Store at 4°C for up to 1 year.

Alternatives: Alternatively, commercially available red blood cell lysis buffers can be used (eg. eBioscience™ 1× RBC Lysis Buffer, Cat# 00-4333-57).

Culture medium

Reagent	Stock concentration	Final concentration	Amount
IMDM medium	N/A	N/A	430 mL
Fetal bovine serum (FBS)	N/A	10% (v/v)	50 mL
Penicillin/Streptomycin	100×	1% (v/v)	5 mL
non-essential amino acids	100×	1% (v/v)	5 mL
2-mercaptoethanol	50 mM	50 μM	500 μL
Total	N/A	N/A	500 mL

Alternatives: Alternatively, DC differentiation can also be performed using RPMI or DMEM as culture medium if necessary.

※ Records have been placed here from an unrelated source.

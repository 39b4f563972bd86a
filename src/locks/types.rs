//! Lock inspection types.

use super::record::LockFileRecord;
use crate::identity::ProcessStatus;
use chrono::{DateTime, Duration, Utc};
use serde::Serialize;
use std::path::PathBuf;

/// Read-only snapshot of a lock file.
#[derive(Debug, Clone, Serialize)]
pub struct LockInfo {
    /// The lock file path.
    pub path: PathBuf,

    /// The decoded record, if the file holds a valid one.
    #[serde(skip_serializing_if = "Option::is_none")]
    pub record: Option<LockFileRecord>,

    /// Why the record could not be decoded.
    #[serde(skip_serializing_if = "Option::is_none")]
    pub corruption: Option<String>,

    /// Current size in bytes; grows by one per heartbeat.
    pub size: u64,

    /// Last modification, i.e. the latest heartbeat.
    #[serde(skip_serializing_if = "Option::is_none")]
    pub modified_at: Option<DateTime<Utc>>,

    /// Liveness of the recorded owner as seen from this process.
    pub status: ProcessStatus,
}

impl LockInfo {
    /// Time since the last heartbeat (or creation).
    pub fn age(&self) -> Option<Duration> {
        self.modified_at
            .map(|modified| Utc::now().signed_duration_since(modified))
    }

    /// Format the age as a human-readable string.
    pub fn age_string(&self) -> String {
        let Some(age) = self.age() else {
            return "unknown".to_string();
        };
        let seconds = age.num_seconds().max(0);
        let minutes = age.num_minutes();
        let hours = age.num_hours();

        if hours > 0 {
            format!("{}h {}m", hours, minutes % 60)
        } else if minutes > 0 {
            format!("{}m {}s", minutes, seconds % 60)
        } else {
            format!("{}s", seconds)
        }
    }
}

impl std::fmt::Display for LockInfo {
    fn fmt(&self, f: &mut std::fmt::Formatter<'_>) -> std::fmt::Result {
        writeln!(f, "Lock: {}", self.path.display())?;
        match (&self.record, &self.corruption) {
            (Some(record), _) => {
                writeln!(f, "Owner: {}", record.owner_guid)?;
                writeln!(f, "Machine: {}", record.owner.machine_name)?;
                writeln!(f, "User: {}", record.owner.user_id)?;
                writeln!(
                    f,
                    "Process: {} (session {})",
                    record.owner.process_id, record.owner.session_id
                )?;
            }
            (None, Some(reason)) => writeln!(f, "Record: CORRUPT ({})", reason)?,
            (None, None) => writeln!(f, "Record: unreadable")?,
        }
        writeln!(f, "Last heartbeat: {} ago", self.age_string())?;
        write!(f, "Status: {}", self.status)
    }
}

FACS Antibody Staining mix

	Antibody	Dilution
	Fixable Viability Dye eFluor™ 780	1:2,000
Quality Control of DCs	CD11c-PC5.5	1:80
	CD45.2-BV650	1:100
	CD80-PE	1:80
	MHC Class II (I-A/I-E)-eF450	1:100
	CD86-FITC	1:80
T cells	Surface staining
	CD3e-redFluor710	1:100
	CD25-BV421	1:100
	CD8a-BV510	1:100
	CD4-PerCP-Cy5.5	1:100
	Intracellular staining
	FoxP3-APC	1:160
	IgG1 kappa-APC (FoxP3 isotype control)	1:160

Note: If different antibodies are used, determine the appropriate concentration of antibodies by titration and set up the panel and compensation matrix prior to the experiment.

Step-by-step method details

Induction of experimental autoimmune encephalomyelitis (EAE)

Timing: 1–2 h for EAE induction

Timing: 30 min–1 h for Scoring (depending on mouse numbers)

• 1.
  Induction of EAE.

  • a.
    Prepare MOG injection solution and pertussis injection solution as described earlier.
  • b.
    Restrain mouse in restrainer.
  • c.
    Locate the right flank and apply 70% ethanol with a pipet tip to wet the fur and localize the injection site (see Methods video S1).
  • d.
    Subcutaneously inject mouse with 75 μL of MOG-emulsion and carefully remove the needle (see Methods video S1).
  • e.
    Repeat at left flank.

    CRITICAL: Successful subcutaneous injections should result in visible bolus shaped depots under the skin. No significant amount of MOG/CFA emulsion should leak after the injection.

  • f.
    Draw pertussis injection solution in a 1 mL syringe.
  • g.
    Inject each mouse i.p. with 100 μL.
  • h.
    2 days later repeat the preparation and injection of the pertussis solution.
• 2.
  EAE scoring.

  • a.
    Starting on day 7 post EAE induction, examine mice daily for weight loss and clinical symptoms.
  • b.
    Classify clinical symptoms according to the following criteria. See Methods video S2.

EAE scoring table

Score	Clinical symptoms, observations
0	No clinical symptoms, mouse is healthy.
0.5	Slight orientation or motoric problems during climbing. The tail shows muscle tension, but tip of the tail is limp.
1	Complete paralysis of the tail. When the mouse is picked up, the whole tail is loosely hanging down with no muscle tension.
1.5	Complete paralysis of the tail and first signs of hind leg weakness by wobbly motions.
2	Paralysis of one hind leg.
2.5	Paralysis of one hind leg and restrained movement of the second hind leg.
3	Paralysis of both hind legs.
3.5	Paralysis of both hind legs and restrained movement in one of the front legs.
4	Complete hind and advanced front leg paralysis. The mouse cannot move around the cage at all and does not respond to contact. Mice should be euthanized at this score and a score of 4 is entered for the rest of the experiment. Mice that are found dead in the cage also get a score of 4 for the rest of the experiment.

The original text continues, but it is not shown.